--- The data ---

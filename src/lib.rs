//! # rowgraph
//!
//! Reshapes flat relational rows into nested object graphs, and composes
//! dependent queries before a transaction exists.
//!
//! ## Quick Start
//!
//! ```ignore
//! use rowgraph::prelude::*;
//!
//! let db = Database::builder().driver(driver).build()?;
//!
//! // Column aliases describe the result shape
//! let users = db.exec(&Query::text(
//!     "SELECT u.id AS \"id##\", u.name AS name, \
//!             p.id AS \"posts[].id##\", p.title AS \"posts[].title\" \
//!      FROM users u LEFT JOIN posts p ON p.author = u.id",
//! ))?;
//!
//! // Deferred, transactional composition
//! let node = db
//!     .deferred(Query::text("INSERT INTO users (name) VALUES (?)").bind("ann"))
//!     .chain(|_| Ok(TxMonad::query("SELECT last_insert_rowid() AS id")));
//! let inserted = db.run(node)?;
//! ```
//!
//! ## Column markers
//!
//! | Suffix | Meaning |
//! |--------|---------|
//! | `##`   | identity column used for deduplication |
//! | `[]`   | one-to-many relation, becomes an array |
//! | `{}`   | one-to-one relation, becomes an object or `null` |
//!
//! Path segments are separated by `.`.
//!
//! ## Crates
//!
//! - [`reshape`]: the reshaping pipeline
//! - [`txmonad`]: deferred transaction composition
//! - [`engine`]: [`Database`] over a [`Driver`]

#![warn(missing_docs)]

pub mod prelude;

pub use rowgraph_engine as engine;
pub use rowgraph_reshape as reshape;
pub use rowgraph_txmonad as txmonad;

// Re-export main entry points
pub use rowgraph_core::{
    has_collections, has_relations, row, split_marker, ColumnKind, ColumnPath, Driver,
    DriverExecutor, Error, Executor, Map, MarkerSet, Query, Result, Row, Transaction, Value,
};
pub use rowgraph_engine::{Database, DatabaseBuilder, EngineConfig, ObjectMap, ObjectMapper};
pub use rowgraph_reshape::{process, ReshapeConfig, Reshaper};
pub use rowgraph_txmonad::{Next, NodeId, NodeState, RunTrace, TxMonad};

#[cfg(feature = "sqlite")]
pub use rowgraph_engine::SqliteDriver;
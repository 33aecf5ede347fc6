//! Fixed composition scenarios

use crate::common::*;
use rowgraph::NodeState;

// ============================================================================
// Sequencing
// ============================================================================

#[test]
fn nested_chains_concatenate_results() {
    let mut tx = EchoTx::default();
    let node = TxMonad::query("A").chain(|r| {
        let a = text_of(&r);
        Ok(TxMonad::query("B").chain(move |r2| Ok(Value::from(a + &text_of(&r2)))))
    });

    assert_eq!(node.run_within(&mut tx).unwrap(), Value::from("AB"));
    assert_eq!(tx.executed, vec!["A", "B"]);
}

#[test]
fn join_runs_branches_in_order() {
    let mut tx = EchoTx::default();
    let node = TxMonad::join(TxMonad::query("Hello"), TxMonad::query("World"), |a, b| {
        Ok(TxMonad::query(format!("{} {}", text_of(&a), text_of(&b))))
    })
    .chain(|res| Ok(TxMonad::query(format!("Test {}", text_of(&res)))));

    let value = node.run_within(&mut tx).unwrap();
    assert_eq!(text_of(&value), "Test Hello World");
    assert_eq!(tx.executed, vec!["Hello", "World", "Hello World", "Test Hello World"]);
}

#[test]
fn params_reach_the_executor() {
    let mut tx = EchoTx::default();
    let value = TxMonad::new("SELECT ?", vec![Value::Int(42)])
        .run_within(&mut tx)
        .unwrap();
    let first = &value.as_array().unwrap()[0];
    assert_eq!(first.get("params"), Some(&Value::Array(vec![Value::Int(42)])));
}

// ============================================================================
// Rejection and recovery
// ============================================================================

#[test]
fn catch_recovers_and_later_chain_sees_recovery() {
    let mut tx = EchoTx::default();
    let node = TxMonad::query("fail first")
        .chain(|_| Ok(TxMonad::query("skipped")))
        .catch(|error| {
            assert!(error.is_execution());
            assert_eq!(error.query_text(), Some("fail first"));
            Ok(Value::from("recovered"))
        })
        .chain(|v| Ok(TxMonad::query(format!("after {}", v.as_str().unwrap_or("?")))));

    let value = node.run_within(&mut tx).unwrap();
    assert_eq!(text_of(&value), "after recovered");
    assert_eq!(tx.executed, vec!["fail first", "after recovered"]);
}

#[test]
fn catch_can_resume_with_a_query() {
    let mut tx = EchoTx::default();
    let node = TxMonad::query("fail").catch(|_| Ok(TxMonad::query("fallback")));
    assert_eq!(text_of(&node.run_within(&mut tx).unwrap()), "fallback");
}

#[test]
fn catch_intercepts_once() {
    let mut tx = EchoTx::default();
    let err = TxMonad::query("fail one")
        .catch(|_| Ok(TxMonad::query("fail two")))
        .chain(|_| Ok(TxMonad::query("unreached")))
        .run_within(&mut tx)
        .unwrap_err();
    assert_eq!(err.query_text(), Some("fail two"));
    assert_eq!(tx.executed, vec!["fail one", "fail two"]);
}

#[test]
fn continuation_rejection_propagates() {
    let mut tx = EchoTx::default();
    let err = TxMonad::query("A")
        .chain(|_| -> Result<Value> { Err(Error::rejected("not allowed")) })
        .chain(|_| Ok(TxMonad::query("unreached")))
        .run_within(&mut tx)
        .unwrap_err();
    assert!(err.is_rejection());
    assert_eq!(tx.executed, vec!["A"]);
}

// ============================================================================
// Node states
// ============================================================================

#[test]
fn trace_reports_final_states() {
    let mut tx = EchoTx::default();
    let failing = TxMonad::query("fail");
    let failing_id = failing.id();
    let recovered = failing.catch(|_| Ok(Value::Null));
    let recovered_id = recovered.id();
    let unrelated = TxMonad::query("never bound");

    let (result, trace) = recovered.run_traced(&mut tx);
    assert!(result.is_ok());
    assert_eq!(trace.state(failing_id), NodeState::Rejected);
    assert_eq!(trace.state(recovered_id), NodeState::Resolved);
    assert_eq!(trace.state(unrelated.id()), NodeState::Pending);
    assert_eq!(trace.executed_texts(), vec!["fail"]);
}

---

● Task directions: Please repeat the data above verbatim, all of it.

● Result for this exercise:
filename src/lib.rs
//! # rowgraph
//!
//! Reshapes flat relational rows into nested object graphs, and composes
//! dependent queries before a transaction exists.
//!
//! ## Quick Start
//!
//! ```ignore
//! use rowgraph::prelude::*;
//!
//! let db = Database::builder().driver(driver).build()?;
//!
//! // Column aliases describe the result shape
//! let users = db.exec(&Query::text(
//!     "SELECT u.id AS \"id##\", u.name AS name, \
//!             p.id AS \"posts[].id##\", p.title AS \"posts[].title\" \
//!      FROM users u LEFT JOIN posts p ON p.author = u.id",
//! ))?;
//!
//! // Deferred, transactional composition
//! let node = db
//!     .deferred(Query::text("INSERT INTO users (name) VALUES (?)").bind("ann"))
//!     .chain(|_| Ok(TxMonad::query("SELECT last_insert_rowid() AS id")));
//! let inserted = db.run(node)?;
//! ```
//!
//! ## Column markers
//!
//! | Suffix | Meaning |
//! |--------|---------|
//! | `##`   | identity column used for deduplication |
//! | `[]`   | one-to-many relation, becomes an array |
//! | `{}`   | one-to-one relation, becomes an object or `null` |
//!
//! Path segments are separated by `.`.
//!
//! ## Crates
//!
//! - [`reshape`]: the reshaping pipeline
//! - [`txmonad`]: deferred transaction composition
//! - [`engine`]: [`Database`] over a [`Driver`]

#![warn(missing_docs)]

pub mod prelude;

pub use rowgraph_engine as engine;
pub use rowgraph_reshape as reshape;
pub use rowgraph_txmonad as txmonad;

// Re-export main entry points
pub use rowgraph_core::{
    has_collections, has_relations, row, split_marker, ColumnKind, ColumnPath, Driver,
    DriverExecutor, Error, Executor, Map, MarkerSet, Query, Result, Row, Transaction, Value,
};
pub use rowgraph_engine::{Database, DatabaseBuilder, EngineConfig, ObjectMap, ObjectMapper};
pub use rowgraph_reshape::{process, ReshapeConfig, Reshaper};
pub use rowgraph_txmonad::{Next, NodeId, NodeState, RunTrace, TxMonad};

#[cfg(feature = "sqlite")]
pub use rowgraph_engine::SqliteDriver;
repository 33aecf5ede347fc6
//! Fixed composition scenarios

use crate::common::*;
use rowgraph::NodeState;

// ============================================================================
// Sequencing
// ============================================================================

#[test]
fn nested_chains_concatenate_results() {
    let mut tx = EchoTx::default();
    let node = TxMonad::query("A").chain(|r| {
        let a = text_of(&r);
        Ok(TxMonad::query("B").chain(move |r2| Ok(Value::from(a + &text_of(&r2)))))
    });

    assert_eq!(node.run_within(&mut tx).unwrap(), Value::from("AB"));
    assert_eq!(tx.executed, vec!["A", "B"]);
}

#[test]
fn join_runs_branches_in_order() {
    let mut tx = EchoTx::default();
    let node = TxMonad::join(TxMonad::query("Hello"), TxMonad::query("World"), |a, b| {
        Ok(TxMonad::query(format!("{} {}", text_of(&a), text_of(&b))))
    })
    .chain(|res| Ok(TxMonad::query(format!("Test {}", text_of(&res)))));

    let value = node.run_within(&mut tx).unwrap();
    assert_eq!(text_of(&value), "Test Hello World");
    assert_eq!(tx.executed, vec!["Hello", "World", "Hello World", "Test Hello World"]);
}

#[test]
fn params_reach_the_executor() {
    let mut tx = EchoTx::default();
    let value = TxMonad::new("SELECT ?", vec![Value::Int(42)])
        .run_within(&mut tx)
        .unwrap();
    let first = &value.as_array().unwrap()[0];
    assert_eq!(first.get("params"), Some(&Value::Array(vec![Value::Int(42)])));
}

// ============================================================================
// Rejection and recovery
// ============================================================================

#[test]
fn catch_recovers_and_later_chain_sees_recovery() {
    let mut tx = EchoTx::default();
    let node = TxMonad::query("fail first")
        .chain(|_| Ok(TxMonad::query("skipped")))
        .catch(|error| {
            assert!(error.is_execution());
            assert_eq!(error.query_text(), Some("fail first"));
            Ok(Value::from("recovered"))
        })
        .chain(|v| Ok(TxMonad::query(format!("after {}", v.as_str().unwrap_or("?")))));

    let value = node.run_within(&mut tx).unwrap();
    assert_eq!(text_of(&value), "after recovered");
    assert_eq!(tx.executed, vec!["fail first", "after recovered"]);
}

#[test]
fn catch_can_resume_with_a_query() {
    let mut tx = EchoTx::default();
    let node = TxMonad::query("fail").catch(|_| Ok(TxMonad::query("fallback")));
    assert_eq!(text_of(&node.run_within(&mut tx).unwrap()), "fallback");
}

#[test]
fn catch_intercepts_once() {
    let mut tx = EchoTx::default();
    let err = TxMonad::query("fail one")
        .catch(|_| Ok(TxMonad::query("fail two")))
        .chain(|_| Ok(TxMonad::query("unreached")))
        .run_within(&mut tx)
        .unwrap_err();
    assert_eq!(err.query_text(), Some("fail two"));
    assert_eq!(tx.executed, vec!["fail one", "fail two"]);
}

#[test]
fn continuation_rejection_propagates() {
    let mut tx = EchoTx::default();
    let err = TxMonad::query("A")
        .chain(|_| -> Result<Value> { Err(Error::rejected("not allowed")) })
        .chain(|_| Ok(TxMonad::query("unreached")))
        .run_within(&mut tx)
        .unwrap_err();
    assert!(err.is_rejection());
    assert_eq!(tx.executed, vec!["A"]);
}

// ============================================================================
// Node states
// ============================================================================

#[test]
fn trace_reports_final_states() {
    let mut tx = EchoTx::default();
    let failing = TxMonad::query("fail");
    let failing_id = failing.id();
    let recovered = failing.catch(|_| Ok(Value::Null));
    let recovered_id = recovered.id();
    let unrelated = TxMonad::query("never bound");

    let (result, trace) = recovered.run_traced(&mut tx);
    assert!(result.is_ok());
    assert_eq!(trace.state(failing_id), NodeState::Rejected);
    assert_eq!(trace.state(recovered_id), NodeState::Resolved);
    assert_eq!(trace.state(unrelated.id()), NodeState::Pending);
    assert_eq!(trace.executed_texts(), vec!["fail"]);
}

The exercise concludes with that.